A: [by Dr. Arcomano]: It should progress.
Q: Would it progress to the point that he would lose his right leg?
Q: Within reasonable medical probabilities, would you expect that he would lose his right leg?
A: I couldn't answer that.
Q: But there is a possibility that he could?
A: A possibility that he could.
Contrary to Mr. Anderson's assertion, this testimony, taken as a whole, is insufficient to demonstrate that the District's failure to inform Mr. Anderson of the need to monitor his condition caused the loss of his right leg. Although the doctor seemed to indicate that the disease should progress, even to the point of losing the leg, when asked to state an opinion "within reasonable medical probabilities," the expert could not answer, but rather indicated that there was a "possibility" that the leg would be lost. A mere possibility does not establish proximate cause. See Baltimore v. B.F. Goodrich Co., 545 A.2d 1228, 1232 (D.C. 1988).

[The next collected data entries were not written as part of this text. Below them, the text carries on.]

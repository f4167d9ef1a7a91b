use ceremony_ports::CoreError;
use thiserror::Error;

#[derive(Debug, Error, Clone, PartialEq, Eq)]
pub enum VerifierError {
    #[error("{0}")]
    StateMachine(#[from] ceremony_statemachine::StateMachineError),

    #[error("{0}")]
    Scheduler(#[from] ceremony_scheduler::SchedulerError),

    /// Wall-clock for the verification dispatch was exceeded (the CF
    /// mechanism's in-process bound; every RPC carries a server-side timeout).
    #[error("verification deadline exceeded after {elapsed_secs}s")]
    DeadlineExceeded { elapsed_secs: u64 },

    #[error("store error: {0}")]
    Store(CoreError),
}

impl From<VerifierError> for CoreError {
    fn from(err: VerifierError) -> Self {
        match err {
            VerifierError::Store(inner) => inner,
            VerifierError::DeadlineExceeded { elapsed_secs } => {
                CoreError::DeadlineExceeded(format!("verification exceeded {elapsed_secs}s"))
            }
            other => CoreError::Internal(other.to_string()),
        }
    }
}
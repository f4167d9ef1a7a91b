//! # Ceremony Ports
//!
//! Trait boundaries for the four external collaborators the core treats as
//! opaque: `MetaStore`, `BlobStore`, `ZKeyEngine`, `ComputeProvider`. Also
//! home to `CoreError`, the centralized error taxonomy that every
//! component error converts into at its boundary.
//!
//! Concrete implementations (in-memory for tests, real adapters for
//! production) live in `ceremony-adapters`; this crate only defines the
//! contracts.

pub mod auth;
pub mod blob_store;
pub mod compute_provider;
pub mod error;
pub mod meta_store;
pub mod retry;
pub mod zkey_engine;

pub use auth::{Authenticator, Principal};
pub use blob_store::{BlobStore, CorsConfig};
pub use compute_provider::{CommandStatus, ComputeProvider, VmSpec};
pub use error::CoreError;
pub use meta_store::{
    CeremonyMutation, CircuitMutation, FinalizationBatch, MetaStore, ParticipantMutation,
    VerificationBatch,
};
pub use retry::{retry_upstream, RetryPolicy};
pub use zkey_engine::{ExportedVerifier, VerificationOutcome, ZKeyEngine};
impl Finalizer {
    pub fn new(
        meta_store: Arc<dyn MetaStore>,
        blob_store: Arc<dyn BlobStore>,
        zkey_engine: Arc<dyn ZKeyEngine>,
        compute: Arc<dyn ComputeProvider>,
        event_bus: Arc<dyn EventPublisher>,
        cf_backend: Arc<dyn VerificationBackend>,
        vm_backend: Arc<dyn VerificationBackend>,
    ) -> Self {
        Self {
            meta_store,
            blob_store,
            zkey_engine,
            compute,
            event_bus,
            cf_backend,
            vm_backend,
            retry_policy: RetryPolicy::default(),
        }
    }

    /// Retries a `BlobStore`/`ComputeProvider`/`ZKeyEngine` call with this
    /// finalizer's bounded exponential-backoff policy.
    async fn upstream_call<T, F, Fut>(&self, operation: &'static str, op: F) -> Result<T, CoreError>
    where
        F: FnMut() -> Fut,
        Fut: std::future::Future<Output = Result<T, CoreError>>,
    {
        retry_upstream(self.retry_policy, "finalizer", operation, || ceremony_telemetry::FINALIZATION_RETRIES.inc(), op).await
    }

    /// Runs the full finalization sequence for one circuit: beacon, export,
    /// re-verify, commit. The ceremony must already be `CLOSED`.
    pub async fn finalize_circuit(
        &self,
        ceremony_id: &CeremonyId,
        circuit_id: &CircuitId,
    ) -> Result<Contribution, FinalizerError> {
        let ceremony = self.meta_store.get_ceremony(ceremony_id).await.map_err(FinalizerError::Store)?;
        if ceremony.state != CeremonyState::Closed {
            return Err(FinalizerError::Store(CoreError::PreconditionFailed(format!(
                "ceremony {ceremony_id} is not CLOSED (state={:?})",
                ceremony.state
            ))));
        }
        let circuit = self.meta_store.get_circuit(ceremony_id, circuit_id).await.map_err(FinalizerError::Store)?;

        let genesis_key = paths::genesis_zkey_key(&circuit);
        let pot_key = paths::pot_key(&circuit);
        let last_zkey_key = paths::last_valid_zkey_key(&circuit);

        let genesis_zkey = self
            .upstream_call("get_genesis_zkey", || self.blob_store.get_object(&ceremony.bucket_name, &genesis_key))
            .await
            .map_err(FinalizerError::Store)?;
        let pot = self
            .upstream_call("get_pot", || self.blob_store.get_object(&ceremony.bucket_name, &pot_key))
            .await
            .map_err(FinalizerError::Store)?;
        let last_valid_zkey = self
            .upstream_call("get_last_valid_zkey", || self.blob_store.get_object(&ceremony.bucket_name, &last_zkey_key))
            .await
            .map_err(FinalizerError::Store)?;

        let entropy_hex = ceremony_crypto::generate_beacon_hex();
        let entropy_bytes = hex::decode(&entropy_hex)
            .map_err(|e| FinalizerError::Store(CoreError::Internal(format!("beacon hex decode: {e}"))))?;

        let final_zkey = self
            .upstream_call("beacon", || {
                self.zkey_engine.beacon(&last_valid_zkey, &pot, &entropy_bytes, NUM_EXP_ITERATIONS)
            })
            .await
            .map_err(FinalizerError::Store)?;

        let exported = self
            .upstream_call("export_verifier_and_vkey", || {
                self.zkey_engine.export_verifier_and_vkey(&final_zkey, SOLIDITY_VERSION)
            })
            .await
            .map_err(FinalizerError::Store)?;

        let final_zkey_key = paths::final_zkey_key(&circuit);
        let vkey_key = paths::vkey_key(&circuit);
        let verifier_key = paths::verifier_contract_key(&circuit);
        let transcript_key = paths::final_transcript_key(&circuit, &ceremony.coordinator_id);

        self.upstream_call("put_final_zkey", || {
            self.blob_store.put_object(&ceremony.bucket_name, &final_zkey_key, final_zkey.clone())
        })
        .await
        .map_err(FinalizerError::Store)?;
        self.upstream_call("put_vkey", || {
            self.blob_store.put_object(&ceremony.bucket_name, &vkey_key, exported.vkey_json.clone())
        })
        .await
        .map_err(FinalizerError::Store)?;
        self.upstream_call("put_verifier_contract", || {
            self.blob_store.put_object(&ceremony.bucket_name, &verifier_key, exported.verifier_contract.clone())
        })
        .await
        .map_err(FinalizerError::Store)?;

        // The final zkey is re-verified with the same
        // dispatch algorithm the Verifier uses, against the now-public genesis
        // zkey it was beaconed from.
        let mechanism = circuit.verification.mechanism.unwrap_or(VerificationMechanism::Cf);
        let backend = match mechanism {
            VerificationMechanism::Cf => &self.cf_backend,
            VerificationMechanism::Vm => &self.vm_backend,
        };

        let dispatch_started = std::time::Instant::now();
        let result = backend
            .verify(VerifyRequest {
                genesis_zkey,
                pot,
                last_zkey: final_zkey.clone(),
                vm_instance_id: circuit.verification.vm_instance_id.clone(),
                vm_verify_command: format!("verify --circuit {} --zkey-index final", circuit.prefix),
            })
            .await
            .map_err(FinalizerError::Verifier)?;
        let verification_computation_time_secs = dispatch_started.elapsed().as_secs_f64();

        let final_zkey_hash = ceremony_crypto::blake2b512_hex(&final_zkey);
        let transcript_hash = ceremony_crypto::blake2b512_hex(&result.transcript);
        self.upstream_call("put_transcript", || {
            self.blob_store.put_object(&ceremony.bucket_name, &transcript_key, result.transcript.clone())
        })
        .await
        .map_err(FinalizerError::Store)?;

        let now = Utc::now();
        let contribution = Contribution {
            id: ContributionId::from(shared_types::new_id()),
            circuit_id: circuit_id.clone(),
            participant_id: ParticipantId::from(ceremony.coordinator_id.clone()),
            zkey_index: ZkeyIndex::final_index(),
            valid: result.valid,
            contribution_computation_time_secs: 0.0,
            verification_computation_time_secs,
            files: ContributionFiles {
                last_zkey_storage_path: final_zkey_key,
                transcript_storage_path: transcript_key,
                last_zkey_blake2b_hash: final_zkey_hash,
                transcript_blake2b_hash: transcript_hash,
                verification_key_storage_path: Some(vkey_key),
                verifier_contract_storage_path: Some(verifier_key),
            },
            beacon: Some(Beacon {
                value_hex: entropy_hex,
                num_exp_iterations: NUM_EXP_ITERATIONS,
            }),
            created_at: now,
            last_updated: now,
        };

        let valid = result.valid;
        let circuit_mutation: ceremony_ports::CircuitMutation = Box::new(move |circuit: &mut Circuit| {
            if valid {
                circuit.avg_timings.fold_verify(verification_computation_time_secs);
            }
            Ok(())
        });

        let committed = self
            .meta_store
            .commit_finalization_batch(FinalizationBatch {
                ceremony_id: ceremony_id.clone(),
                circuit_id: circuit_id.clone(),
                contribution,
                circuit_mutation,
            })
            .await
            .map_err(FinalizerError::Store)?;

        self.event_bus
            .publish(CeremonyEvent::CircuitFinalized {
                ceremony_id: ceremony_id.clone(),
                circuit_id: circuit_id.clone(),
                valid: committed.valid,
            })
            .await;

        ceremony_telemetry::CIRCUITS_FINALIZED.inc();
        info!(ceremony_id = %ceremony_id, circuit_id = %circuit_id, valid = committed.valid, "finalized circuit");

        Ok(committed)
    }

    /// Once every circuit has a valid `zkeyIndex == "final"`
    /// contribution, moves the ceremony to `FINALIZED`, retires the
    /// coordinator's own participant record and any still-running VMs.
    pub async fn finalize_ceremony(&self, ceremony_id: &CeremonyId) -> Result<shared_types::Ceremony, FinalizerError> {
        let circuits = self.meta_store.list_circuits(ceremony_id).await.map_err(FinalizerError::Store)?;

        for circuit in &circuits {
            let contributions = self
                .meta_store
                .list_contributions_for_circuit(&circuit.id)
                .await
                .map_err(FinalizerError::Store)?;
            let has_valid_final = contributions.iter().any(|c| c.zkey_index.is_final() && c.valid);
            if !has_valid_final {
                return Err(FinalizerError::CircuitsNotAllFinalized);
            }
        }

        let ceremony = self
            .meta_store
            .mutate_ceremony(
                ceremony_id,
                Box::new(|ceremony| ceremony_statemachine::finalize(ceremony).map_err(CoreError::from)),
            )
            .await
            .map_err(FinalizerError::Store)?;

        let coordinator_id = ParticipantId::from(ceremony.coordinator_id.clone());
        match self
            .meta_store
            .mutate_participant(
                ceremony_id,
                &coordinator_id,
                Box::new(|p| ceremony_statemachine::finalize_coordinator(p).map_err(CoreError::from)),
            )
            .await
        {
            Ok(_) => {}
            Err(CoreError::NotFound(_)) => {
                // The coordinator never joined as a contributor; nothing to retire.
            }
            Err(other) => return Err(FinalizerError::Store(other)),
        }

        for circuit in &circuits {
            if let Some(instance_id) = &circuit.verification.vm_instance_id {
                self.upstream_call("terminate", || self.compute.terminate(instance_id))
                    .await
                    .map_err(FinalizerError::Store)?;
            }
        }

        self.event_bus
            .publish(CeremonyEvent::CeremonyFinalized {
                ceremony_id: ceremony_id.clone(),
            })
            .await;

        ceremony_telemetry::CEREMONIES_FINALIZED.inc();
        info!(ceremony_id = %ceremony_id, "finalized ceremony");

        Ok(ceremony)
    }
}
//! # Shared Bus — In-Process Event Bus
//!
//! The coordinator reacts to document-store change events (onCreate /
//! onUpdate on Participant, Contribution, Circuit). Here that becomes
//! in-process publish/subscribe: components publish `CeremonyEvent`s and
//! the dispatcher wiring in `coordinator-runtime` subscribes and invokes the
//! pure component functions.

pub mod events;
pub mod publisher;
pub mod subscriber;

pub use events::{CeremonyEvent, EventFilter, EventTopic};
pub use publisher::{EventPublisher, InMemoryEventBus};
pub use subscriber::{Subscription, SubscriptionError};

/// Maximum events to buffer per subscriber before backpressure.
pub const DEFAULT_CHANNEL_CAPACITY: usize = 1000;

#[cfg(test)]
mod tests {
    use super::*;

    #[test]
    fn default_capacity_is_reasonable() {
        assert_eq!(DEFAULT_CHANNEL_CAPACITY, 1000);
    }
}
//! A contributor overruns its deadline, gets timed out and
//! handed off, then resumes once its penalty has expired, re-entering the
//! queue at the tail with `contribution_progress` preserved.

use crate::support::{ceremony_input, circuit_input, Harness};
use ceremony_ports::MetaStore;
use shared_types::{ParticipantId, ParticipantStatus};

#[tokio::test]
async fn timed_out_contributor_resumes_with_progress_preserved() {
    let h = Harness::new();
    let alice = ParticipantId::from("alice");

    // fixed_time_window_secs = 0 and penalty_secs = 0 make the deadline
    // (and its expiry) coincide with "now", so the timeout fires and
    // expires without any real sleep.
    let ceremony = h
        .dispatcher
        .setup_ceremony(ceremony_input("s3", vec![circuit_input(1, "s3", Some(0))]))
        .await
        .unwrap();
    h.force_open(&ceremony.id).await;
    let circuit = h.meta_store.list_circuits(&ceremony.id).await.unwrap().into_iter().next().unwrap();

    h.join_and_ready(&ceremony.id, &alice).await;
    let alice_state = h.meta_store.get_participant(&ceremony.id, &alice).await.unwrap();
    assert_eq!(alice_state.status, ParticipantStatus::Contributing);

    let timed_out = h.container.scheduler.enforce_timeouts(&ceremony.id).await.unwrap();
    assert_eq!(timed_out, vec![alice.clone()]);

    let alice_state = h.meta_store.get_participant(&ceremony.id, &alice).await.unwrap();
    assert_eq!(alice_state.status, ParticipantStatus::TimedOut);
    assert_eq!(alice_state.contribution_progress, 0);

    let circuit_after_timeout = h.meta_store.get_circuit(&ceremony.id, &circuit.id).await.unwrap();
    assert_eq!(circuit_after_timeout.waiting_queue.failed_contributions, 1);
    assert!(circuit_after_timeout.waiting_queue.current_contributor.is_none());

    h.dispatcher
        .resume_contribution_after_timeout_expiration(&ceremony.id, &alice)
        .await
        .unwrap();

    let alice_state = h.meta_store.get_participant(&ceremony.id, &alice).await.unwrap();
    assert_eq!(alice_state.status, ParticipantStatus::Contributing);
    assert_eq!(alice_state.contribution_progress, 0);

    let circuit_after_resume = h.meta_store.get_circuit(&ceremony.id, &circuit.id).await.unwrap();
    assert_eq!(circuit_after_resume.waiting_queue.current_contributor, Some(alice));
}
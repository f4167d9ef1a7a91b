//! # Ceremony Adapters
//!
//! In-memory implementations of the four opaque ports `ceremony-ports`
//! defines (`MetaStore`, `BlobStore`, `ZKeyEngine`, `ComputeProvider`).
//! These back the `integration-tests` scenarios and local development; a
//! real deployment swaps each one out for a Firestore/GCS/snarkjs/GCE (or
//! equivalent) binding behind the same trait.

pub mod blob_store;
pub mod compute_provider;
pub mod meta_store;
pub mod zkey_engine;

pub use blob_store::InMemoryBlobStore;
pub use compute_provider::InMemoryComputeProvider;
pub use meta_store::InMemoryMetaStore;
pub use zkey_engine::CannedZKeyEngine;
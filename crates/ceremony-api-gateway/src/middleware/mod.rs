//! Middleware for the API Gateway: CORS and body-limit and
//! timeout come straight from `tower_http`, wired in `service.rs`. `auth`
//! and `rate_limit` are applied as route-scoped layers rather than a
//! single global stack, since each only covers a subset of operations.

pub mod auth;
pub mod cors;
pub mod rate_limit;

pub use auth::{AuthLayer, MethodTier};
pub use cors::create_cors_layer;
pub use rate_limit::{RateLimitLayer, RateLimitState};
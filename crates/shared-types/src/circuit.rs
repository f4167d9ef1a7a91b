//! Circuit entity (owned by a Ceremony) and its embedded waiting queue.

use crate::ids::{CeremonyId, CircuitId, ParticipantId};
use serde::{Deserialize, Serialize};

/// Which mechanism verifies contributions to this circuit.
#[derive(Debug, Clone, Copy, PartialEq, Eq, Serialize, Deserialize)]
pub enum VerificationMechanism {
    /// In-process, bounded-wall-clock verification.
    Cf,
    /// Dispatched to a dedicated compute VM.
    Vm,
}

/// Circuit metadata carried from the R1CS/circuit compiler, opaque to the
/// core beyond record-keeping.
#[derive(Debug, Clone, Serialize, Deserialize, Default)]
pub struct CircuitMetadata {
    pub constraints: u64,
    pub wires: u64,
    pub labels: u64,
    pub public_inputs: u64,
    pub private_inputs: u64,
    pub outputs: u64,
    pub pot: u32,
    pub curve: String,
}

/// Running average timings for a circuit, used by the dynamic timeout
/// mechanism and for VM sizing estimates.
#[derive(Debug, Clone, Copy, Serialize, Deserialize, Default)]
pub struct AvgTimings {
    pub contribution_computation_secs: f64,
    pub full_contribution_secs: f64,
    pub verify_cloud_function_secs: f64,
}

impl AvgTimings {
    /// Running mean update: `avg' = (avg + t) / 2` once an average exists,
    /// otherwise the first sample seeds it. Only valid contributions are
    /// folded in.
    pub fn fold_full_contribution(&mut self, sample_secs: f64) {
        self.full_contribution_secs = if self.full_contribution_secs > 0.0 {
            (self.full_contribution_secs + sample_secs) / 2.0
        } else {
            sample_secs
        };
    }

    pub fn fold_verify(&mut self, sample_secs: f64) {
        self.verify_cloud_function_secs = if self.verify_cloud_function_secs > 0.0 {
            (self.verify_cloud_function_secs + sample_secs) / 2.0
        } else {
            sample_secs
        };
    }
}

/// Verification dispatch configuration for a circuit.
#[derive(Debug, Clone, Serialize, Deserialize, Default)]
pub struct VerificationConfig {
    pub mechanism: Option<VerificationMechanism>,
    pub vm_instance_id: Option<String>,
}

impl Default for VerificationMechanism {
    fn default() -> Self {
        VerificationMechanism::Cf
    }
}

/// Per-circuit waiting queue: an ordered sequence of contributors plus the
/// counters that drive `zkeyIndex` assignment.
///
/// Invariant: `current_contributor` is `None` iff `contributors` is empty;
/// if `Some`, `contributors[0]` equals it.
#[derive(Debug, Clone, Serialize, Deserialize, Default)]
pub struct WaitingQueue {
    pub contributors: Vec<ParticipantId>,
    pub current_contributor: Option<ParticipantId>,
    pub completed_contributions: u64,
    pub failed_contributions: u64,
}

impl WaitingQueue {
    pub fn is_empty(&self) -> bool {
        self.contributors.is_empty()
    }

    /// `true` exactly when the invariant above holds; used by property tests
    /// and assertions at call boundaries rather than being enforced by the
    /// type itself (the queue is mutated by several components).
    pub fn is_consistent(&self) -> bool {
        match &self.current_contributor {
            None => self.contributors.is_empty(),
            Some(head) => self.contributors.first() == Some(head),
        }
    }
}

#[derive(Debug, Clone, Serialize, Deserialize)]
pub struct Circuit {
    pub ceremony_id: CeremonyId,
    pub id: CircuitId,
    /// 1-based position in the ceremony's circuit ordering.
    pub sequence_position: u32,
    pub prefix: String,
    pub metadata: CircuitMetadata,
    pub zkey_size_bytes: u64,
    pub fixed_time_window_secs: Option<u64>,
    pub waiting_queue: WaitingQueue,
    pub avg_timings: AvgTimings,
    pub verification: VerificationConfig,
}

impl Circuit {
    pub fn new(
        ceremony_id: CeremonyId,
        id: CircuitId,
        sequence_position: u32,
        prefix: String,
        metadata: CircuitMetadata,
        zkey_size_bytes: u64,
        fixed_time_window_secs: Option<u64>,
        verification: VerificationConfig,
    ) -> Self {
        Self {
            ceremony_id,
            id,
            sequence_position,
            prefix,
            metadata,
            zkey_size_bytes,
            fixed_time_window_secs,
            waiting_queue: WaitingQueue::default(),
            avg_timings: AvgTimings::default(),
            verification,
        }
    }
}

Nor is this a case in which the jury could find proximate cause without the aid of expert testimony. Mr. Anderson first experienced symptoms several months after his release from the correctional facility. He saw a private physician, who referred him to a specialist. Mr. Anderson delayed for two months, however, before making an appointment to see the specialist. Even when told that he should go tpthe hospital immediately or risk losing his leg, Mr. Anderson waited another two months. Under these circumstances, a layperson, "relying on common knowledge and experience," Meek v. Shepard, 484 A.2d 579, 581 (D.C. 1984), could not find that the District's failure to inform Mr. Anderson of the need for follow-up care proximately caused the loss of his right leg. Therefore, the trial Judge correctly eliminated the issue of the loss of Mr. Anderson's right leg from the jury's consideration.
Accordingly, the judgment is reversed and the case is remanded for a new trial on damages.